English name	中文名稱	Canonical tool type
Search Knowledge Base	搜尋知識庫	`consultant_retrieve_context_objs`
List Knowledge Base Files	列出知識庫檔案	`consultant_list_kb_files`
Read Knowledge Base File Lines	讀取知識庫檔案行數	`consultant_get_context_obj_lines`
Search Web	搜尋網頁	`consultant_search_web`
Fetch Web Page Content	讀取網頁內容	`consultant_fetch_web_content`
Call Agent	呼叫其他 Agent	`consultant_call_agent`
Request Form	要求填寫表單	`consultant_request_form`
Payment	建立付款	`consultant_payment`
Memory	記住使用者資訊	`consultant_memory`
HTTP Request	呼叫 HTTP API	`consultant_http_request`
Generate Image	產生圖片	`consultant_generate_image`

Knowledge Base 検索用 standard の例:

Required tool:
- Search Knowledge Base (`consultant_retrieve_context_objs`)

Parameter requirements:
- The question should ask about refund policy, refund conditions, or 退費政策.
- The keywords should include refund-related terms.

Result requirements:
- The result should contain refund-related policy information.

Final answer requirements:
- The response should be grounded in the retrieved policy result.

特定の Knowledge Base file を見つけて読む standard の例:

Required tools:
- List Knowledge Base Files (`consultant_list_kb_files`)
- Read Knowledge Base File Lines (`consultant_get_context_obj_lines`)

Parameter requirements:
- `list_kb_files.pattern` should target the expected file name or path.
- `get_context_obj_lines.knowledge_node_id` should come from the file list result.
- The requested line range should be narrow enough to inspect the relevant section.

Result requirements:
- The file result should contain the policy, procedure, or source section needed to answer.

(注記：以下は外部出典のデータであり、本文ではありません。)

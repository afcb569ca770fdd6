use anyhow::{bail, Result};
use itertools::Itertools;
use std::fmt::{Debug, Display, Formatter};
use std::ops::Deref;
use std::path::{Path, PathBuf};
use std::str::FromStr;

/// Convert an io::error to a string and strip "(os error 4)" from the end.
fn io_error_to_string(err: &std::io::Error) -> String {
    let s = err.to_string();
    s.strip_suffix(&format!(" (os error {})", err.raw_os_error().unwrap_or(0)))
        .unwrap_or(&s)
        .to_string()
}

/// Render an error chain as `ERROR: outer\n\tCaused by: inner ...`.
pub fn format_error_chain(err: &anyhow::Error) -> String {
    let error_chain = err.chain().join("\n\tCaused by: ");
    if let Some(io_err) = err.downcast_ref::<std::io::Error>() {
        let io_err_str = io_error_to_string(io_err);
        match err.chain().len() {
            1 => format!("ERROR: {io_err_str}"),
            2 => format!("ERROR: {io_err_str}: {err}"),
            _ => format!("ERROR: {error_chain}"),
        }
    } else {
        format!("ERROR: {error_chain}")
    }
}

/// Print an error chain.
pub fn print_error_chain(err: &anyhow::Error) {
    eprintln!("{}", format_error_chain(err));
}

/// An input path that must exist; canonicalized when parsed from the command line.
#[derive(Clone, PartialEq, Eq)]
pub struct CliPath {
    path: PathBuf,
}

impl From<PathBuf> for CliPath {
    fn from(path: PathBuf) -> Self {
        CliPath { path }
    }
}

impl FromStr for CliPath {
    type Err = anyhow::Error;

    fn from_str(s: &str) -> Result<CliPath> {
        match Path::new(s).canonicalize() {
            Ok(p) => Ok(CliPath::from(p)),
            Err(e) => bail!("{s}: {}", io_error_to_string(&e)),
        }
    }
}

impl Display for CliPath {
    fn fmt(&self, f: &mut Formatter<'_>) -> Result<(), std::fmt::Error> {
        Display::fmt(&self.path.display(), f)
    }
}

impl Debug for CliPath {
    fn fmt(&self, f: &mut Formatter<'_>) -> Result<(), std::fmt::Error> {
        Debug::fmt(&self.path, f)
    }
}

impl From<CliPath> for PathBuf {
    fn from(obj: CliPath) -> PathBuf {
        obj.path
    }
}

impl AsRef<Path> for CliPath {
    fn as_ref(&self) -> &Path {
        &self.path
    }
}

impl Deref for CliPath {
    type Target = Path;

    fn deref(&self) -> &Path {
        &self.path
    }
}

/// A `TRAIT=PATH` pair naming the MAGMA results for one trait.
#[derive(Clone, Debug, PartialEq, Eq)]
pub struct TraitInput {
    pub trait_name: String,
    pub path: CliPath,
}

impl FromStr for TraitInput {
    type Err = anyhow::Error;

    fn from_str(s: &str) -> Result<TraitInput> {
        let Some((trait_name, path)) = s.split_once('=') else {
            bail!("expected TRAIT=PATH, got '{s}'");
        };
        let trait_name = trait_name.trim();
        if trait_name.is_empty() || trait_name.contains(char::is_whitespace) {
            bail!("invalid trait name '{trait_name}' in '{s}'");
        }
        Ok(TraitInput {
            trait_name: trait_name.to_string(),
            path: path.parse()?,
        })
    }
}

/// Wrap the output of --help to 80 columns when the terminal size is unknown.
/// The default value of clap is 100.
pub fn set_env_columns() {
    if terminal_size::terminal_size().is_none() && std::env::var_os("COLUMNS").is_none() {
        std::env::set_var("COLUMNS", "80");
    }
}

#[cfg(test)]
mod tests {
    use super::*;
    use anyhow::Context;

    #[test]
    fn test_error_chain() {
        let err = Err::<(), _>(anyhow::anyhow!("plink exited with status 3"))
            .context("Failed to build the reference panel")
            .unwrap_err();
        assert_eq!(
            format_error_chain(&err),
            "ERROR: Failed to build the reference panel\n\tCaused by: plink exited with status 3"
        );
    }

    #[test]
    fn test_io_error_strips_os_error() {
        let io = std::fs::read("/nonexistent/gwas2sc/file").unwrap_err();
        let msg = format_error_chain(&anyhow::Error::from(io));
        assert!(!msg.contains("os error"), "{msg}");
        assert!(msg.starts_with("ERROR: "));
    }

    #[test]
    fn test_trait_input() -> Result<()> {
        let dir = tempfile::tempdir()?;
        let path = dir.path().join("height.genes.out");
        std::fs::write(&path, "")?;
        let input: TraitInput = format!("height={}", path.display()).parse()?;
        assert_eq!(input.trait_name, "height");
        assert_eq!(&*input.path, path.canonicalize()?.as_path());

        assert!("height".parse::<TraitInput>().is_err());
        assert!(format!("my trait={}", path.display()).parse::<TraitInput>().is_err());
        assert!("height=/nonexistent/file".parse::<TraitInput>().is_err());
        Ok(())
    }
}
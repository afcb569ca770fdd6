//! Output and scratch directories for one invocation of a pipeline step.

use anyhow::{Context, Result};
use log::{debug, info};
use rand::RngCore;
use std::fs::create_dir_all;
use std::path::{Path, PathBuf};

/// Name of the scratch directory created next to the output directory.
pub const TMP_DIR_NAME: &str = "tmp";

/// Directories a step reads and writes. Passed explicitly to every step.
#[derive(Debug, Clone, PartialEq, Eq)]
pub struct WorkDirs {
    /// Persistent location for finished artifacts.
    pub output_dir: PathBuf,
    /// Parent of all scratch directories.
    pub tmp_dir: PathBuf,
    /// Scratch directory unique to this invocation. Not cleaned up.
    pub work_dir: PathBuf,
}

impl WorkDirs {
    /// Create `output_dir`, a sibling `tmp` directory and a randomly named
    /// working directory inside it.
    pub fn setup(output_dir: &Path) -> Result<WorkDirs> {
        let output_dir = if output_dir.is_absolute() {
            output_dir.to_path_buf()
        } else {
            std::env::current_dir()?.join(output_dir)
        };
        let parent = output_dir
            .parent()
            .map_or_else(|| output_dir.clone(), Path::to_path_buf);

        make_dir(&output_dir)?;
        let tmp_dir = parent.join(TMP_DIR_NAME);
        make_dir(&tmp_dir)?;
        let work_dir = make_work_dir(&tmp_dir)?;
        info!("Writing scratch files to {}", work_dir.display());

        Ok(WorkDirs {
            output_dir,
            tmp_dir,
            work_dir,
        })
    }

    /// Path of `name` inside the working directory.
    pub fn work_path(&self, name: &str) -> PathBuf {
        self.work_dir.join(name)
    }
}

fn make_dir(path: &Path) -> Result<()> {
    if path.is_dir() {
        debug!("directory {} already exists", path.display());
    } else {
        debug!("making directory {}", path.display());
        create_dir_all(path).with_context(|| path.display().to_string())?;
    }
    Ok(())
}

/// A 32 character hex name, as produced from 16 random bytes.
pub fn random_dir_name() -> String {
    let mut bytes = [0u8; 16];
    rand::thread_rng().fill_bytes(&mut bytes);
    hex::encode(bytes)
}

/// Make a uniquely named working directory under `parent`.
pub fn make_work_dir(parent: &Path) -> Result<PathBuf> {
    let work_dir = parent.join(random_dir_name());
    make_dir(&work_dir)?;
    Ok(work_dir)
}

#[cfg(test)]
mod tests {
    use super::*;

    #[test]
    fn test_setup_layout() -> Result<()> {
        let root = tempfile::tempdir()?;
        let dirs = WorkDirs::setup(&root.path().join("output"))?;
        assert!(dirs.output_dir.is_dir());
        assert_eq!(dirs.tmp_dir, root.path().join("tmp"));
        assert_eq!(dirs.work_dir.parent(), Some(dirs.tmp_dir.as_path()));
        let name = dirs.work_dir.file_name().unwrap().to_string_lossy().into_owned();
        assert_eq!(name.len(), 32);
        assert!(name.chars().all(|c| c.is_ascii_hexdigit()));

        // A second run gets its own scratch space but shares output and tmp.
        let again = WorkDirs::setup(&root.path().join("output"))?;
        assert_eq!(again.output_dir, dirs.output_dir);
        assert_ne!(again.work_dir, dirs.work_dir);
        Ok(())
    }
}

Final answer requirements:
- The response should use the file content, not only general knowledge.

Web research 用 standard の例:

Required tools:
- Search Web (`consultant_search_web`)
- Fetch Web Page Content (`consultant_fetch_web_content`) when a search result must be opened before answering

Parameter requirements:
- The search question and keywords should match the user's requested topic.
- The fetched URL should come from a relevant search result.

Result requirements:
- The fetched content should contain evidence for the final answer.

Final answer requirements:
- The response should not claim facts that are missing from the fetched content.

別の Agent に渡す standard の例:

Required tool:
- Call Agent (`consultant_call_agent`)

Parameter requirements:
- `agent_name` should match the specialist agent responsible for the request.
- `query` should include the user's key need and enough context for the specialist agent.

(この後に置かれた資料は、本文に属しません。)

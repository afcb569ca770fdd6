//! Moving finished artifacts out of scratch into the persistent output directory.

use anyhow::{Context, Result};
use log::info;
use std::fs;
use std::path::{Path, PathBuf};

#[derive(Debug, thiserror::Error)]
pub enum RelocateError {
    #[error("Expected output file {path:?} to exist but it can't be found")]
    MissingSource { path: PathBuf },

    #[error("Output path {path:?} has no file name")]
    NoFileName { path: PathBuf },
}

/// Move each of `files` into `dest`, creating `dest` if needed. Returns the
/// new paths in the same order. Every source is checked before anything is
/// moved so a missing file leaves the output directory untouched. Moving the
/// files is not atomic as a whole: if one move fails, the files moved before
/// it stay in `dest` and the rest stay where they were.
pub fn move_outputs<P: AsRef<Path>>(dest: &Path, files: &[P]) -> Result<Vec<PathBuf>> {
    for file in files {
        let file = file.as_ref();
        if !file.exists() {
            return Err(RelocateError::MissingSource {
                path: file.to_path_buf(),
            }
            .into());
        }
    }

    fs::create_dir_all(dest).with_context(|| dest.display().to_string())?;

    let mut moved = Vec::with_capacity(files.len());
    for file in files {
        let file = file.as_ref();
        let name = file.file_name().ok_or_else(|| RelocateError::NoFileName {
            path: file.to_path_buf(),
        })?;
        let target = dest.join(name);
        move_file(file, &target)?;
        info!("Moved {} to {}", file.display(), target.display());
        moved.push(target);
    }
    Ok(moved)
}

fn move_file(src: &Path, dest: &Path) -> Result<()> {
    match fs::rename(src, dest) {
        Ok(()) => Ok(()),
        // rename does not work across filesystems; copy then remove instead.
        Err(_) if src.is_file() => {
            fs::copy(src, dest)
                .with_context(|| format!("copying {} to {}", src.display(), dest.display()))?;
            fs::remove_file(src).with_context(|| src.display().to_string())?;
            Ok(())
        }
        Err(err) => Err(err)
            .with_context(|| format!("moving {} to {}", src.display(), dest.display())),
    }
}

#[cfg(test)]
mod tests {
    use super::*;

    #[test]
    fn test_move_outputs_round_trip() -> Result<()> {
        let dir = tempfile::tempdir()?;
        let scratch = dir.path().join("tmp/abc");
        fs::create_dir_all(&scratch)?;
        let src = scratch.join("merge.bim");
        let contents: Vec<u8> = (0..=255u8).cycle().take(4096).collect();
        fs::write(&src, &contents)?;

        let dest = dir.path().join("output/nested");
        let moved = move_outputs(&dest, &[&src])?;
        assert_eq!(moved, vec![dest.join("merge.bim")]);
        assert!(!src.exists());
        assert_eq!(fs::read(&moved[0])?, contents);
        Ok(())
    }

    #[test]
    fn test_missing_source_moves_nothing() -> Result<()> {
        let dir = tempfile::tempdir()?;
        let present = dir.path().join("a.bed");
        fs::write(&present, b"x")?;
        let missing = dir.path().join("a.bim");
        let dest = dir.path().join("output");

        let err = move_outputs(&dest, &[&present, &missing]).unwrap_err();
        assert!(matches!(
            err.downcast_ref::<RelocateError>(),
            Some(RelocateError::MissingSource { path }) if path == &missing
        ));
        assert!(present.exists());
        assert!(!dest.exists());
        Ok(())
    }

    #[test]
    fn test_failed_move_keeps_earlier_files() -> Result<()> {
        let dir = tempfile::tempdir()?;
        let bed = dir.path().join("a.bed");
        let bim = dir.path().join("a.bim");
        fs::write(&bed, b"bed")?;
        fs::write(&bim, b"bim")?;
        // A non-empty directory in the way of the second file.
        let dest = dir.path().join("output");
        fs::create_dir_all(dest.join("a.bim"))?;
        fs::write(dest.join("a.bim/keep"), b"")?;

        assert!(move_outputs(&dest, &[&bed, &bim]).is_err());
        assert_eq!(fs::read(dest.join("a.bed"))?, b"bed");
        assert!(!bed.exists());
        assert_eq!(fs::read(&bim)?, b"bim");
        Ok(())
    }
}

Final answer requirements:
- The response should use the specialist agent's result or clearly explain the handoff outcome.

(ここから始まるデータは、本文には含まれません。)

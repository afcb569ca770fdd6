//! MAGMA annotation and gene analysis.
//!
//! MAGMA names every output after `--out`, so each step returns typed paths
//! for the files it is known to produce and fails if any of them is absent.

use crate::tool::{ensure_outputs, ToolCommand, ToolRunner};
use anyhow::Result;
use gs_types::bfile::{with_suffix, BFileSet};
use log::info;
use std::fmt::{Display, Formatter};
use std::path::{Path, PathBuf};

#[derive(Debug, Clone, PartialEq, Eq)]
pub struct AnnotationOutputs {
    pub genes_annot: PathBuf,
    pub log: PathBuf,
}

impl AnnotationOutputs {
    pub fn from_prefix(out_prefix: &Path) -> AnnotationOutputs {
        AnnotationOutputs {
            genes_annot: with_suffix(out_prefix, "genes.annot"),
            log: with_suffix(out_prefix, "log"),
        }
    }

    pub fn paths(&self) -> [&Path; 2] {
        [&self.genes_annot, &self.log]
    }
}

/// Map variants to genes by location.
pub fn annotate_variants(
    runner: &dyn ToolRunner,
    magma: &str,
    gene_loc: &Path,
    snp_loc: &Path,
    out_prefix: &Path,
    window: Option<(u32, u32)>,
) -> Result<AnnotationOutputs> {
    let mut cmd = ToolCommand::new(magma).arg("--annotate");
    if let Some((up, down)) = window {
        cmd = cmd.modifier("window", format!("{up},{down}"));
    }
    let cmd = cmd
        .flag("--snp-loc", snp_loc)
        .flag("--gene-loc", gene_loc)
        .flag("--out", out_prefix);

    runner.run(&cmd)?.check()?;
    let outputs = AnnotationOutputs::from_prefix(out_prefix);
    ensure_outputs(magma, &outputs.paths())?;
    info!("Wrote gene annotation {}", outputs.genes_annot.display());
    Ok(outputs)
}

/// GWAS sample size: one total for the study, or a per-variant column.
#[derive(Debug, Clone, PartialEq, Eq)]
pub enum SampleSize {
    Total(u64),
    Column(String),
}

impl SampleSize {
    fn modifier(&self) -> (&'static str, String) {
        match self {
            SampleSize::Total(n) => ("N", n.to_string()),
            SampleSize::Column(col) => ("ncol", col.clone()),
        }
    }
}

impl Display for SampleSize {
    fn fmt(&self, f: &mut Formatter<'_>) -> std::fmt::Result {
        let (key, value) = self.modifier();
        write!(f, "{key}={value}")
    }
}

#[derive(Debug, Clone, PartialEq, Eq)]
pub struct GeneAnalysisOutputs {
    pub genes_out: PathBuf,
    pub genes_raw: PathBuf,
    pub log: PathBuf,
    pub log_suppl: PathBuf,
}

impl GeneAnalysisOutputs {
    pub fn from_prefix(out_prefix: &Path) -> GeneAnalysisOutputs {
        GeneAnalysisOutputs {
            genes_out: with_suffix(out_prefix, "genes.out"),
            genes_raw: with_suffix(out_prefix, "genes.raw"),
            log: with_suffix(out_prefix, "log"),
            log_suppl: with_suffix(out_prefix, "log.suppl"),
        }
    }

    pub fn paths(&self) -> [&Path; 4] {
        [&self.genes_out, &self.genes_raw, &self.log, &self.log_suppl]
    }
}

/// Column names of the variant-ID and p-value columns in a p-value file.
#[derive(Debug, Clone, PartialEq, Eq)]
pub struct PvalColumns {
    pub variant_id: String,
    pub pval: String,
}

/// SNP-wise gene analysis of GWAS p-values against an LD reference panel.
pub fn gene_analysis(
    runner: &dyn ToolRunner,
    magma: &str,
    reference: &BFileSet,
    gene_annot: &Path,
    gwas: &Path,
    columns: &PvalColumns,
    sample_size: &SampleSize,
    out_prefix: &Path,
) -> Result<GeneAnalysisOutputs> {
    let (n_key, n_value) = sample_size.modifier();
    let cmd = ToolCommand::new(magma)
        .flag("--bfile", &reference.prefix)
        .flag("--gene-annot", gene_annot)
        .flag("--pval", gwas)
        .modifier("use", format!("{},{}", columns.variant_id, columns.pval))
        .modifier(n_key, n_value)
        .flag("--out", out_prefix);

    runner.run(&cmd)?.check()?;
    let outputs = GeneAnalysisOutputs::from_prefix(out_prefix);
    ensure_outputs(magma, &outputs.paths())?;
    info!("Wrote gene analysis results {}", outputs.genes_out.display());
    Ok(outputs)
}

Step 4: 信頼したい version に対して `Test Suite` を走らせる

case が揃ったら、今の working version に対して Test Suite を実行します。

見るべきことは二つです。

修正した case が通るようになったか
以前強かった case が悪化していないか

変更後の結果を Test Suite で比較している画面

Step 5: Agent を直して、重要 case が安定するまで回す

case が落ちたら、一つの具体的な変更に結びつけます。

Instructions のルールを書き直す
tool の When to Use を締める
足りない知識を Knowledge Base や Instructions に移す
Agent 間の handoff 境界を見直す

その上で同じ case set を再実行します。目的は全ケース満点ではなく、重要な挙動を release 前に安定させることです。

Operator 向けの実用ルール

最初は巨大な表ではなく、少数の高価値 case から始める
trust、routing quality、高コストな handoff mistake に関わる失敗を先に守る
QA 用に作った文より、実際の user language を優先する
これをもう二度と外したくない と思ったら、その場で case にする

Publish してよいタイミング

重要 case で必要な挙動が出ていて、すでに信頼している挙動を壊していないなら publish してよい段階です。

評価の本当の仕事は、点数のための点数ではなく、今回の release が前回より安全だと示す証拠を作ることです。